▸ **Aim of the exercise**
Looking at each line of the data below, tally those that contain the word "filename" and give only the total.

Segment Open

/*
 * rendering.rs
 * Copyright (c) 2025 Posit, PBC
 *
 * Stack of frames describing the transformation in progress.
 */

//! Rendering context.
//!
//! A [`RenderingContext`] is a LIFO stack of [`RenderingFrame`]s owned by
//! one execution and passed explicitly to every transformation. The top
//! frame tells a pass which transformation is running, on which document,
//! and between which syntaxes.
//!
//! Reading an empty stack is not an error: every accessor then observes
//! the empty frame, where all fields are unset and `restricted` is false.
//!
//! ```ignore
//! let mut rendering = RenderingContext::new();
//! {
//!     let mut scope = rendering.scoped(frame);
//!     scope.set_current_block(Some(block));
//!     // ... the frame is popped when `scope` goes out of scope
//! }
//! assert!(rendering.is_empty());
//! ```

use std::sync::Arc;

use rendition_blocks::{BlockArena, BlockId, Syntax};

use crate::context::TransformationContext;
use crate::error::TransformationError;
use crate::transformation::Transformation;

static EMPTY: RenderingFrame = RenderingFrame::empty();

/// Snapshot of one in-progress transformation.
///
/// Only `current_block` and `target_syntax` change after the frame is
/// pushed.
#[derive(Clone, Default)]
pub struct RenderingFrame {
    pub xdom: Option<BlockId>,
    pub transformation: Option<Arc<dyn Transformation>>,
    pub current_block: Option<BlockId>,
    pub syntax: Option<Syntax>,
    pub target_syntax: Option<Syntax>,
    pub transformation_id: Option<String>,
    pub restricted: bool,
}

impl RenderingFrame {
    /// Frame with every field unset.
    pub const fn empty() -> Self {
        Self {
            xdom: None,
            transformation: None,
            current_block: None,
            syntax: None,
            target_syntax: None,
            transformation_id: None,
            restricted: false,
        }
    }

    /// Frame for running `transformation` under `ctx`.
    pub fn for_transformation(
        transformation: Arc<dyn Transformation>,
        ctx: &TransformationContext,
    ) -> Self {
        Self {
            xdom: ctx.xdom,
            transformation: Some(transformation),
            current_block: None,
            syntax: ctx.syntax.clone(),
            target_syntax: ctx.target_syntax.clone(),
            transformation_id: ctx.id.clone(),
            restricted: ctx.restricted,
        }
    }
}

impl std::fmt::Debug for RenderingFrame {
    fn fmt(&self, f: &mut std::fmt::Formatter<'_>) -> std::fmt::Result {
        f.debug_struct("RenderingFrame")
            .field("xdom", &self.xdom)
            .field(
                "transformation",
                &self.transformation.as_ref().map(|t| t.name()),
            )
            .field("current_block", &self.current_block)
            .field("syntax", &self.syntax)
            .field("target_syntax", &self.target_syntax)
            .field("transformation_id", &self.transformation_id)
            .field("restricted", &self.restricted)
            .finish()
    }
}

/// Execution-scoped stack of rendering frames.
#[derive(Debug, Default)]
pub struct RenderingContext {
    frames: Vec<RenderingFrame>,
}

impl RenderingContext {
    pub fn new() -> Self {
        Self::default()
    }

    /// Make `frame` the current frame.
    pub fn push(&mut self, frame: RenderingFrame) {
        self.frames.push(frame);
    }

    /// Remove the current frame. Does nothing on an empty stack.
    pub fn pop(&mut self) -> Option<RenderingFrame> {
        self.frames.pop()
    }

    /// The current frame, or the empty frame when nothing is pushed.
    pub fn peek(&self) -> &RenderingFrame {
        self.frames.last().unwrap_or(&EMPTY)
    }

    pub fn depth(&self) -> usize {
        self.frames.len()
    }

    pub fn is_empty(&self) -> bool {
        self.frames.is_empty()
    }

    pub fn xdom(&self) -> Option<BlockId> {
        self.peek().xdom
    }

    pub fn transformation(&self) -> Option<&Arc<dyn Transformation>> {
        self.peek().transformation.as_ref()
    }

    pub fn current_block(&self) -> Option<BlockId> {
        self.peek().current_block
    }

    pub fn syntax(&self) -> Option<&Syntax> {
        self.peek().syntax.as_ref()
    }

    pub fn target_syntax(&self) -> Option<&Syntax> {
        self.peek().target_syntax.as_ref()
    }

    pub fn transformation_id(&self) -> Option<&str> {
        self.peek().transformation_id.as_deref()
    }

    pub fn is_restricted(&self) -> bool {
        self.peek().restricted
    }

    /// Update the block the current pass is working on. Does nothing on an
    /// empty stack.
    pub fn set_current_block(&mut self, block: Option<BlockId>) {
        if let Some(frame) = self.frames.last_mut() {
            frame.current_block = block;
        }
    }

    /// Update the target syntax of the current frame. Does nothing on an
    /// empty stack.
    pub fn set_target_syntax(&mut self, syntax: Option<Syntax>) {
        if let Some(frame) = self.frames.last_mut() {
            frame.target_syntax = syntax;
        }
    }

    /// Push `frame` and return a guard that pops it when dropped.
    ///
    /// The guard restores the stack to its depth before the push, so frames
    /// left behind by code running inside the scope are discarded too. This
    /// also happens while unwinding from a panic.
    pub fn scoped(&mut self, frame: RenderingFrame) -> FrameGuard<'_> {
        let depth = self.frames.len();
        self.push(frame);
        FrameGuard {
            context: self,
            depth,
        }
    }

    /// Run `transformation` on `block` inside its own frame.
    ///
    /// This is the entry point for passes that trigger nested
    /// transformations: the nested pass sees its own frame, and the caller's
    /// frame is current again once it returns.
    pub fn transform_in_context(
        &mut self,
        transformation: &Arc<dyn Transformation>,
        arena: &mut BlockArena,
        block: BlockId,
        ctx: &TransformationContext,
    ) -> Result<(), TransformationError> {
        let frame = RenderingFrame::for_transformation(Arc::clone(transformation), ctx);
        let mut scope = self.scoped(frame);
        scope.set_current_block(Some(block));
        transformation.transform(arena, block, ctx, &mut scope)
    }
}

/// Pops a scoped frame on drop. Dereferences to the context.
pub struct FrameGuard<'a> {
    context: &'a mut RenderingContext,
    depth: usize,
}

impl std::ops::Deref for FrameGuard<'_> {
    type Target = RenderingContext;

    fn deref(&self) -> &RenderingContext {
        self.context
    }
}

impl std::ops::DerefMut for FrameGuard<'_> {
    fn deref_mut(&mut self) -> &mut RenderingContext {
        self.context
    }
}

impl Drop for FrameGuard<'_> {
    fn drop(&mut self) {
        self.context.frames.truncate(self.depth);
    }
}

#[cfg(test)]
mod tests {
    use super::*;
    use rendition_blocks::BlockKind;
    use std::panic::{AssertUnwindSafe, catch_unwind};

    fn frame(id: &str) -> RenderingFrame {
        RenderingFrame {
            transformation_id: Some(id.to_string()),
            ..RenderingFrame::empty()
        }
    }

    struct Recording {
        seen: std::sync::Mutex<Vec<Option<String>>>,
    }

    impl Transformation for Recording {
        fn name(&self) -> &str {
            "recording"
        }

        fn transform(
            &self,
            _arena: &mut BlockArena,
            block: BlockId,
            _ctx: &TransformationContext,
            rendering: &mut RenderingContext,
        ) -> Result<(), TransformationError> {
            assert_eq!(rendering.current_block(), Some(block));
            assert_eq!(
                rendering.transformation().map(|t| t.name()),
                Some("recording")
            );
            self.seen
                .lock()
                .unwrap()
                .push(rendering.transformation_id().map(str::to_string));
            Ok(())
        }
    }

    #[test]
    fn test_push_peek_pop() {
        let mut rendering = RenderingContext::new();
        rendering.push(frame("F1"));
        rendering.push(frame("F2"));
        assert_eq!(rendering.transformation_id(), Some("F2"));

        rendering.pop();
        assert_eq!(rendering.transformation_id(), Some("F1"));

        rendering.pop();
        assert!(rendering.pop().is_none());
        assert!(rendering.is_empty());
    }

    #[test]
    fn test_empty_stack_reads_defaults() {
        let mut rendering = RenderingContext::new();
        assert_eq!(rendering.xdom(), None);
        assert!(rendering.transformation().is_none());
        assert_eq!(rendering.current_block(), None);
        assert_eq!(rendering.syntax(), None);
        assert_eq!(rendering.target_syntax(), None);
        assert_eq!(rendering.transformation_id(), None);
        assert!(!rendering.is_restricted());

        let mut arena = BlockArena::new();
        let block = arena.create(BlockKind::Paragraph);
        rendering.set_current_block(Some(block));
        rendering.set_target_syntax(Some(Syntax::new("html", "5.0")));
        assert_eq!(rendering.current_block(), None);
        assert_eq!(rendering.target_syntax(), None);
    }

    #[test]
    fn test_mutable_fields_update_top_frame_only() {
        let mut arena = BlockArena::new();
        let block = arena.create(BlockKind::Paragraph);

        let mut rendering = RenderingContext::new();
        rendering.push(frame("outer"));
        rendering.push(frame("inner"));
        rendering.set_current_block(Some(block));
        rendering.set_target_syntax(Some(Syntax::new("html", "5.0")));
        assert_eq!(rendering.current_block(), Some(block));
        assert_eq!(rendering.target_syntax().map(Syntax::name), Some("html"));

        rendering.pop();
        assert_eq!(rendering.current_block(), None);
        assert_eq!(rendering.target_syntax(), None);
    }

    #[test]
    fn test_scoped_frame_is_popped() {
        let mut rendering = RenderingContext::new();
        rendering.push(frame("outer"));
        {
            let mut scope = rendering.scoped(frame("inner"));
            assert_eq!(scope.transformation_id(), Some("inner"));
            scope.push(frame("leaked"));
            assert_eq!(scope.depth(), 3);
        }
        assert_eq!(rendering.depth(), 1);
        assert_eq!(rendering.transformation_id(), Some("outer"));
    }

    #[test]
    fn test_scoped_frame_is_popped_on_panic() {
        let mut rendering = RenderingContext::new();
        let result = catch_unwind(AssertUnwindSafe(|| {
            let _scope = rendering.scoped(frame("doomed"));
            panic!("pass blew up");
        }));
        assert!(result.is_err());
        assert!(rendering.is_empty());
    }

    #[test]
    fn test_transform_in_context_nests() {
        let mut arena = BlockArena::new();
        let root = arena.create(BlockKind::xdom());
        let ctx = TransformationContext::new(root).with_id("job-1");
        let recording = Arc::new(Recording {
            seen: std::sync::Mutex::new(Vec::new()),
        });
        let transformation: Arc<dyn Transformation> = recording.clone();

        let mut rendering = RenderingContext::new();
        rendering.push(frame("caller"));
        rendering
            .transform_in_context(&transformation, &mut arena, root, &ctx)
            .unwrap();

        assert_eq!(*recording.seen.lock().unwrap(), vec![Some("job-1".to_string())]);
        assert_eq!(rendering.depth(), 1);
        assert_eq!(rendering.transformation_id(), Some("caller"));
    }
}
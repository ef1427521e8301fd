//! Rendition CLI - Main entry point

use std::path::PathBuf;

use anyhow::Result;
use clap::{Parser, Subcommand, ValueEnum};
use tracing_subscriber::{layer::SubscriberExt, util::SubscriberInitExt};

mod commands;

#[derive(Parser)]
#[command(name = "rendition")]
#[command(version)]
#[command(about = "Run document transformations over block trees", long_about = None)]
struct Cli {
    #[command(subcommand)]
    command: Commands,
}

#[derive(Subcommand)]
enum Commands {
    /// Run transformations over a JSON document and print the result
    Transform {
        /// Input JSON document ('-' for stdin)
        input: String,

        /// Pipeline configuration file (TOML)
        #[arg(short, long)]
        config: Option<PathBuf>,

        /// Transformation to run, replacing the configured list (repeatable)
        #[arg(short = 't', long = "transformation")]
        transformations: Vec<String>,

        /// Source syntax of the document (NAME/VERSION)
        #[arg(long)]
        syntax: Option<String>,

        /// Target syntax of the rendering (NAME/VERSION)
        #[arg(long)]
        target_syntax: Option<String>,

        /// Identifier of this execution
        #[arg(long)]
        id: Option<String>,

        /// Run in restricted mode
        #[arg(long)]
        restricted: bool,

        /// Output format
        #[arg(short, long, value_enum, default_value_t = OutputFormat::Events)]
        output: OutputFormat,
    },

    /// Print the traversal events of a JSON document
    Events {
        /// Input JSON document ('-' for stdin)
        input: String,
    },
}

/// How a document is written to stdout.
#[derive(Debug, Clone, Copy, PartialEq, Eq, ValueEnum)]
pub enum OutputFormat {
    /// One traversal event per line
    Events,
    /// The document as JSON
    Json,
}

fn main() -> Result<()> {
    // Initialize logging; stdout carries the document
    tracing_subscriber::registry()
        .with(
            tracing_subscriber::EnvFilter::try_from_default_env()
                .unwrap_or_else(|_| "rendition=info".into()),
        )
        .with(tracing_subscriber::fmt::layer().with_writer(std::io::stderr))
        .init();

    let cli = Cli::parse();

    match cli.command {
        Commands::Transform {
            input,
            config,
            transformations,
            syntax,
            target_syntax,
            id,
            restricted,
            output,
        } => commands::transform::execute(commands::transform::TransformArgs {
            input,
            config,
            transformations,
            syntax,
            target_syntax,
            id,
            restricted,
            output,
        }),
        Commands::Events { input } => commands::events::execute(&input),
    }
}
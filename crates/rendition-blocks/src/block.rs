/*
 * block.rs
 * Copyright (c) 2025 Posit, PBC
 *
 * Block variants and per-node data.
 */

//! Block variants and per-node data.
//!
//! A [`Block`] is one node of the document tree. Its variant payload lives in
//! [`BlockKind`]; its tree links (parent, siblings, children) are owned by
//! the [`BlockArena`](crate::arena::BlockArena) and can only be changed
//! through the arena's structural operations.

use hashlink::LinkedHashMap;
use serde::{Deserialize, Serialize};

use crate::arena::BlockId;
use crate::syntax::Syntax;

/// Insertion-ordered string map with unique keys.
///
/// Used for block parameters and metadata. Updating an existing key keeps
/// its position. Equality ignores order: two maps are equal when they hold
/// the same entries.
#[derive(Debug, Clone, Default, Serialize, Deserialize)]
#[serde(transparent)]
pub struct ParameterMap(LinkedHashMap<String, String>);

/// Metadata attached to document roots and metadata blocks.
pub type MetaData = ParameterMap;

impl ParameterMap {
    pub fn new() -> Self {
        Self(LinkedHashMap::new())
    }

    pub fn get(&self, key: &str) -> Option<&str> {
        self.0.get(key).map(String::as_str)
    }

    pub fn contains_key(&self, key: &str) -> bool {
        self.0.contains_key(key)
    }

    /// Set a value, keeping the key's position if it already exists.
    ///
    /// Returns the previous value.
    pub fn insert(&mut self, key: impl Into<String>, value: impl Into<String>) -> Option<String> {
        let key = key.into();
        let value = value.into();
        match self.0.get_mut(&key) {
            Some(slot) => Some(std::mem::replace(slot, value)),
            None => {
                self.0.insert(key, value);
                None
            }
        }
    }

    pub fn remove(&mut self, key: &str) -> Option<String> {
        self.0.remove(key)
    }

    pub fn clear(&mut self) {
        self.0.clear();
    }

    pub fn len(&self) -> usize {
        self.0.len()
    }

    pub fn is_empty(&self) -> bool {
        self.0.is_empty()
    }

    /// Entries in insertion order.
    pub fn iter(&self) -> impl Iterator<Item = (&str, &str)> {
        self.0.iter().map(|(k, v)| (k.as_str(), v.as_str()))
    }

    pub fn keys(&self) -> impl Iterator<Item = &str> {
        self.0.keys().map(String::as_str)
    }
}

impl PartialEq for ParameterMap {
    fn eq(&self, other: &Self) -> bool {
        self.len() == other.len() && self.iter().all(|(k, v)| other.get(k) == Some(v))
    }
}

impl Eq for ParameterMap {}

impl<K: Into<String>, V: Into<String>> FromIterator<(K, V)> for ParameterMap {
    fn from_iter<I: IntoIterator<Item = (K, V)>>(iter: I) -> Self {
        let mut map = ParameterMap::new();
        for (k, v) in iter {
            map.insert(k, v);
        }
        map
    }
}

/// Header level, 1 through 6.
#[derive(Debug, Clone, Copy, PartialEq, Eq, Hash, PartialOrd, Ord, Serialize, Deserialize)]
#[serde(try_from = "u8", into = "u8")]
pub struct HeaderLevel(u8);

impl HeaderLevel {
    pub const MIN: u8 = 1;
    pub const MAX: u8 = 6;

    /// Returns `None` when `level` is outside 1..=6.
    pub fn new(level: u8) -> Option<Self> {
        (Self::MIN..=Self::MAX).contains(&level).then_some(Self(level))
    }

    pub fn get(self) -> u8 {
        self.0
    }
}

impl TryFrom<u8> for HeaderLevel {
    type Error = String;

    fn try_from(level: u8) -> Result<Self, Self::Error> {
        HeaderLevel::new(level).ok_or_else(|| format!("Invalid header level: {}", level))
    }
}

impl From<HeaderLevel> for u8 {
    fn from(level: HeaderLevel) -> Self {
        level.0
    }
}

impl std::fmt::Display for HeaderLevel {
    fn fmt(&self, f: &mut std::fmt::Formatter<'_>) -> std::fmt::Result {
        write!(f, "{}", self.0)
    }
}

/// Kind of list reported to listeners.
#[derive(Debug, Clone, Copy, PartialEq, Eq, Hash)]
pub enum ListType {
    Bulleted,
    Numbered,
}

impl ListType {
    pub fn as_str(&self) -> &'static str {
        match self {
            ListType::Bulleted => "bulleted",
            ListType::Numbered => "numbered",
        }
    }
}
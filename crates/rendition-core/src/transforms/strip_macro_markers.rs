/*
 * strip_macro_markers.rs
 * Copyright (c) 2025 Posit, PBC
 *
 * Transform that removes macro markers and keeps their content.
 */

use rendition_blocks::{BlockArena, BlockId, BlockMatcher, BlockType, MacroMarkerBlockMatcher};

use crate::context::TransformationContext;
use crate::error::TransformationError;
use crate::rendering::RenderingContext;
use crate::transformation::Transformation;

/// Transform that replaces macro markers with the blocks they wrap.
///
/// The subtree is rebuilt with a filtered clone: every marker collapses
/// into its children, in place. The rebuilt children then replace the
/// originals, which are destroyed.
#[derive(Debug, Clone, Default)]
pub struct StripMacroMarkersTransform {
    only: Option<MacroMarkerBlockMatcher>,
}

impl StripMacroMarkersTransform {
    /// Strip every macro marker.
    pub fn new() -> Self {
        Self { only: None }
    }

    /// Strip only the markers of the given macros.
    pub fn for_macros<I, S>(ids: I) -> Self
    where
        I: IntoIterator<Item = S>,
        S: Into<String>,
    {
        Self {
            only: Some(MacroMarkerBlockMatcher::new(ids)),
        }
    }

    fn strips(&self, arena: &BlockArena, block: BlockId) -> bool {
        match &self.only {
            Some(matcher) => matcher.matches(arena, block),
            None => arena.block_type(block) == Some(BlockType::MacroMarker),
        }
    }
}

impl Transformation for StripMacroMarkersTransform {
    fn name(&self) -> &str {
        "strip-macro-markers"
    }

    fn transform(
        &self,
        arena: &mut BlockArena,
        block: BlockId,
        _ctx: &TransformationContext,
        rendering: &mut RenderingContext,
    ) -> Result<(), TransformationError> {
        rendering.set_current_block(Some(block));

        let copy = arena.clone_filtered(block, |arena, clone| {
            if self.strips(arena, clone) {
                Vec::new()
            } else {
                vec![clone]
            }
        })?;

        let rebuilt = arena.children(copy).to_vec();
        let originals = arena.children(block).to_vec();
        arena.set_children(block, &rebuilt)?;
        for original in originals {
            arena.destroy(original)?;
        }
        arena.destroy(copy)?;
        Ok(())
    }
}
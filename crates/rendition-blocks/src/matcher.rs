/*
 * matcher.rs
 * Copyright (c) 2025 Posit, PBC
 *
 * Predicates over blocks.
 */

//! Block matchers.
//!
//! A [`BlockMatcher`] decides whether a block is selected during navigation.
//! Every matcher here is pure: evaluating it never changes its state, so one
//! matcher can be shared between traversals. Pre-order positions are
//! computed by [`BlockArena::index_of`], not by a counting matcher.
//!
//! Closures `Fn(&BlockArena, BlockId) -> bool` are matchers too.

use std::collections::HashSet;

use crate::arena::{BlockArena, BlockId};
use crate::block::{BlockClass, BlockKind};
use crate::fragment::Fragment;

/// Predicate over a block.
pub trait BlockMatcher {
    fn matches(&self, arena: &BlockArena, block: BlockId) -> bool;
}

impl<F> BlockMatcher for F
where
    F: Fn(&BlockArena, BlockId) -> bool,
{
    fn matches(&self, arena: &BlockArena, block: BlockId) -> bool {
        self(arena, block)
    }
}

/// Matches every live block.
#[derive(Debug, Clone, Copy, Default)]
pub struct AnyBlockMatcher;

impl BlockMatcher for AnyBlockMatcher {
    fn matches(&self, arena: &BlockArena, block: BlockId) -> bool {
        arena.contains(block)
    }
}

/// Matches blocks whose type belongs to a [`BlockClass`].
#[derive(Debug, Clone, Copy)]
pub struct ClassBlockMatcher {
    class: BlockClass,
}

impl ClassBlockMatcher {
    pub fn new(class: impl Into<BlockClass>) -> Self {
        Self {
            class: class.into(),
        }
    }
}

impl BlockMatcher for ClassBlockMatcher {
    fn matches(&self, arena: &BlockArena, block: BlockId) -> bool {
        arena
            .block_type(block)
            .is_some_and(|ty| self.class.includes(ty))
    }
}

/// Matches blocks structurally equal to a reference subtree.
#[derive(Debug, Clone)]
pub struct EqualsBlockMatcher {
    reference: Fragment,
}

impl EqualsBlockMatcher {
    pub fn new(reference: Fragment) -> Self {
        Self { reference }
    }

    /// Snapshot `block` as the reference. `None` for a stale handle.
    pub fn of(arena: &BlockArena, block: BlockId) -> Option<Self> {
        arena.to_fragment(block).map(Self::new)
    }
}

impl BlockMatcher for EqualsBlockMatcher {
    fn matches(&self, arena: &BlockArena, block: BlockId) -> bool {
        arena.matches_fragment(block, &self.reference)
    }
}

/// Logical AND of several matchers, evaluated in order.
///
/// Evaluation stops at the first matcher that rejects the block. An empty
/// composite accepts everything.
#[derive(Default)]
pub struct CompositeBlockMatcher {
    matchers: Vec<Box<dyn BlockMatcher>>,
}

impl CompositeBlockMatcher {
    pub fn new(matchers: Vec<Box<dyn BlockMatcher>>) -> Self {
        Self { matchers }
    }

    pub fn push(&mut self, matcher: Box<dyn BlockMatcher>) {
        self.matchers.push(matcher);
    }

    pub fn len(&self) -> usize {
        self.matchers.len()
    }

    pub fn is_empty(&self) -> bool {
        self.matchers.is_empty()
    }
}

impl BlockMatcher for CompositeBlockMatcher {
    fn matches(&self, arena: &BlockArena, block: BlockId) -> bool {
        self.matchers.iter().all(|m| m.matches(arena, block))
    }
}

/// Matches metadata-carrying blocks that hold `key`, optionally with a
/// given value.
#[derive(Debug, Clone)]
pub struct MetadataBlockMatcher {
    key: String,
    value: Option<String>,
}

impl MetadataBlockMatcher {
    pub fn new(key: impl Into<String>) -> Self {
        Self {
            key: key.into(),
            value: None,
        }
    }

    pub fn with_value(key: impl Into<String>, value: impl Into<String>) -> Self {
        Self {
            key: key.into(),
            value: Some(value.into()),
        }
    }
}

impl BlockMatcher for MetadataBlockMatcher {
    fn matches(&self, arena: &BlockArena, block: BlockId) -> bool {
        let Some(metadata) = arena.kind(block).and_then(BlockKind::metadata) else {
            return false;
        };
        match (&self.value, metadata.get(&self.key)) {
            (_, None) => false,
            (None, Some(_)) => true,
            (Some(expected), Some(actual)) => expected == actual,
        }
    }
}

/// Matches macro markers whose macro id is in a set.
#[derive(Debug, Clone, Default)]
pub struct MacroMarkerBlockMatcher {
    ids: HashSet<String>,
}

impl MacroMarkerBlockMatcher {
    pub fn new<I, S>(ids: I) -> Self
    where
        I: IntoIterator<Item = S>,
        S: Into<String>,
    {
        Self {
            ids: ids.into_iter().map(Into::into).collect(),
        }
    }
}

impl BlockMatcher for MacroMarkerBlockMatcher {
    fn matches(&self, arena: &BlockArena, block: BlockId) -> bool {
        match arena.kind(block) {
            Some(BlockKind::MacroMarker { id, .. }) => self.ids.contains(id),
            _ => false,
        }
    }
}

Segment Closed

▸ **Exercise answer**
3